Work instructions:
In the records below, find each line with "space" and copy it.
--*--
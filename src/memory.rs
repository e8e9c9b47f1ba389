//! Raw access to the target address space.
//!
//! Every address handed to the monitor comes straight off the link. The
//! [`Memory`] trait is the only path from the protocol to the address space,
//! and [`RawMemory`] is the only implementation that dereferences pointers.

/// Byte, halfword and word access to absolute addresses
pub trait Memory {
    fn read_u8(&mut self, addr: u32) -> u8;
    fn read_u16(&mut self, addr: u32) -> u16;
    fn read_u32(&mut self, addr: u32) -> u32;

    fn write_u8(&mut self, addr: u32, value: u8);
    fn write_u16(&mut self, addr: u32, value: u16);
    fn write_u32(&mut self, addr: u32, value: u32);
}

impl<M: Memory + ?Sized> Memory for &mut M {
    fn read_u8(&mut self, addr: u32) -> u8 {
        (**self).read_u8(addr)
    }

    fn read_u16(&mut self, addr: u32) -> u16 {
        (**self).read_u16(addr)
    }

    fn read_u32(&mut self, addr: u32) -> u32 {
        (**self).read_u32(addr)
    }

    fn write_u8(&mut self, addr: u32, value: u8) {
        (**self).write_u8(addr, value)
    }

    fn write_u16(&mut self, addr: u32, value: u16) {
        (**self).write_u16(addr, value)
    }

    fn write_u32(&mut self, addr: u32, value: u32) {
        (**self).write_u32(addr, value)
    }
}

/// Unchecked volatile view of the physical address space
#[derive(Clone, Debug)]
pub struct RawMemory {
    _private: (),
}

impl RawMemory {
    /// # Safety
    ///
    /// Any address passed to the returned view is dereferenced as-is. The
    /// caller must be running without memory protection on a target where
    /// a bad address faults the machine rather than corrupting another
    /// program, and halfword/word accesses must be naturally aligned.
    pub unsafe fn new() -> Self {
        Self { _private: () }
    }
}

impl Memory for RawMemory {
    fn read_u8(&mut self, addr: u32) -> u8 {
        unsafe { core::ptr::read_volatile(addr as usize as *const u8) }
    }

    fn read_u16(&mut self, addr: u32) -> u16 {
        unsafe { core::ptr::read_volatile(addr as usize as *const u16) }
    }

    fn read_u32(&mut self, addr: u32) -> u32 {
        unsafe { core::ptr::read_volatile(addr as usize as *const u32) }
    }

    fn write_u8(&mut self, addr: u32, value: u8) {
        unsafe { core::ptr::write_volatile(addr as usize as *mut u8, value) }
    }

    fn write_u16(&mut self, addr: u32, value: u16) {
        unsafe { core::ptr::write_volatile(addr as usize as *mut u16, value) }
    }

    fn write_u32(&mut self, addr: u32, value: u32) {
        unsafe { core::ptr::write_volatile(addr as usize as *mut u32, value) }
    }
}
--*--
Final answer:
//! Raw access to the target address space.
//! [`Memory`] trait is the only path from the protocol to the address space,
/// Unchecked volatile view of the physical address space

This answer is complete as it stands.